* ASSIGNED TASK *
The entries below are to be repeated exactly as they stand.

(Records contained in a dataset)
%%

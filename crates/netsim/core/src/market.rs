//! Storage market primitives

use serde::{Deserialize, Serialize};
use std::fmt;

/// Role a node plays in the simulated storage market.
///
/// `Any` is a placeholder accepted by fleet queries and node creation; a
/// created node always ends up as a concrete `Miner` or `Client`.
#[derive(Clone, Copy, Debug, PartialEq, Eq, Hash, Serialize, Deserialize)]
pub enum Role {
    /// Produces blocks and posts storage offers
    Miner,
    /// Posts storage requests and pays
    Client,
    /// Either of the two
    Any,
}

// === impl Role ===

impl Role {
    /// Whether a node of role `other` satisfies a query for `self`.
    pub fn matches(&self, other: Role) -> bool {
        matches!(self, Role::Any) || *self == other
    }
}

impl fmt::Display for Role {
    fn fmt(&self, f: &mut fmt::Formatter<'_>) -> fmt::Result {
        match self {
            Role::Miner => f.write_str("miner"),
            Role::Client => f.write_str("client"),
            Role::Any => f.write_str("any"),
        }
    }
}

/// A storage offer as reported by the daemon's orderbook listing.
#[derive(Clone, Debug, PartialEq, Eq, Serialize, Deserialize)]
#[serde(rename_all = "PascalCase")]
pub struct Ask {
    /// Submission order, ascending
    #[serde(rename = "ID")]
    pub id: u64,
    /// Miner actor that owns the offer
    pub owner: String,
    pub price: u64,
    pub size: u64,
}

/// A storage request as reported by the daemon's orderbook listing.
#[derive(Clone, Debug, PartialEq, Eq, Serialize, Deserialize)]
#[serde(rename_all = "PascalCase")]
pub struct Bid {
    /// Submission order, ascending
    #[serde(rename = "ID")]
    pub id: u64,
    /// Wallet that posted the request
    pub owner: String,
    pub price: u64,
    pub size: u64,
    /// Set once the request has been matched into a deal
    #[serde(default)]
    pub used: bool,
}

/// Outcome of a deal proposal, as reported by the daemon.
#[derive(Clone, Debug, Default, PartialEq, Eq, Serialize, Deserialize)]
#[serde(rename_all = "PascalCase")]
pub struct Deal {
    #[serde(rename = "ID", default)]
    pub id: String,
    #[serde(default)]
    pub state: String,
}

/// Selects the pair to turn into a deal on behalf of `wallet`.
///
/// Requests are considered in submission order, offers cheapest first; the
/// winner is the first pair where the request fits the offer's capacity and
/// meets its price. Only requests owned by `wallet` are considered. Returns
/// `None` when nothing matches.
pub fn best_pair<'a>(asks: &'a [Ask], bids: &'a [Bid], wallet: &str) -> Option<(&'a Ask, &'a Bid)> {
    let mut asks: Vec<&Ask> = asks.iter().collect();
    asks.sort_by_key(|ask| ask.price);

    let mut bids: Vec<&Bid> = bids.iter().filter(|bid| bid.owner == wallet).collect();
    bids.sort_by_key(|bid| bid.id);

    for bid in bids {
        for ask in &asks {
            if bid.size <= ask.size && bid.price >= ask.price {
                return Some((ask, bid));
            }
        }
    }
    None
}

%%

* REPLY TO THE TASK *
filename crates/netsim/core/src/market.rs
//! Storage market primitives

use serde::{Deserialize, Serialize};
use std::fmt;

/// Role a node plays in the simulated storage market.
///
/// `Any` is a placeholder accepted by fleet queries and node creation; a
/// created node always ends up as a concrete `Miner` or `Client`.
#[derive(Clone, Copy, Debug, PartialEq, Eq, Hash, Serialize, Deserialize)]
pub enum Role {
    /// Produces blocks and posts storage offers
    Miner,
    /// Posts storage requests and pays
    Client,
    /// Either of the two
    Any,
}

// === impl Role ===

impl Role {
    /// Whether a node of role `other` satisfies a query for `self`.
    pub fn matches(&self, other: Role) -> bool {
        matches!(self, Role::Any) || *self == other
    }
}

impl fmt::Display for Role {
    fn fmt(&self, f: &mut fmt::Formatter<'_>) -> fmt::Result {
        match self {
            Role::Miner => f.write_str("miner"),
            Role::Client => f.write_str("client"),
            Role::Any => f.write_str("any"),
        }
    }
}

/// A storage offer as reported by the daemon's orderbook listing.
#[derive(Clone, Debug, PartialEq, Eq, Serialize, Deserialize)]
#[serde(rename_all = "PascalCase")]
pub struct Ask {
    /// Submission order, ascending
    #[serde(rename = "ID")]
    pub id: u64,
    /// Miner actor that owns the offer
    pub owner: String,
    pub price: u64,
    pub size: u64,
}

/// A storage request as reported by the daemon's orderbook listing.
#[derive(Clone, Debug, PartialEq, Eq, Serialize, Deserialize)]
#[serde(rename_all = "PascalCase")]
pub struct Bid {
    /// Submission order, ascending
    #[serde(rename = "ID")]
    pub id: u64,
    /// Wallet that posted the request
    pub owner: String,
    pub price: u64,
    pub size: u64,
    /// Set once the request has been matched into a deal
    #[serde(default)]
    pub used: bool,
}

/// Outcome of a deal proposal, as reported by the daemon.
#[derive(Clone, Debug, Default, PartialEq, Eq, Serialize, Deserialize)]
#[serde(rename_all = "PascalCase")]
pub struct Deal {
    #[serde(rename = "ID", default)]
    pub id: String,
    #[serde(default)]
    pub state: String,
}

/// Selects the pair to turn into a deal on behalf of `wallet`.
///
/// Requests are considered in submission order, offers cheapest first; the
/// winner is the first pair where the request fits the offer's capacity and
/// meets its price. Only requests owned by `wallet` are considered. Returns
/// `None` when nothing matches.
pub fn best_pair<'a>(asks: &'a [Ask], bids: &'a [Bid], wallet: &str) -> Option<(&'a Ask, &'a Bid)> {
    let mut asks: Vec<&Ask> = asks.iter().collect();
    asks.sort_by_key(|ask| ask.price);

    let mut bids: Vec<&Bid> = bids.iter().filter(|bid| bid.owner == wallet).collect();
    bids.sort_by_key(|bid| bid.id);

    for bid in bids {
        for ask in &asks {
            if bid.size <= ask.size && bid.price >= ask.price {
                return Some((ask, bid));
            }
        }
    }
    None
}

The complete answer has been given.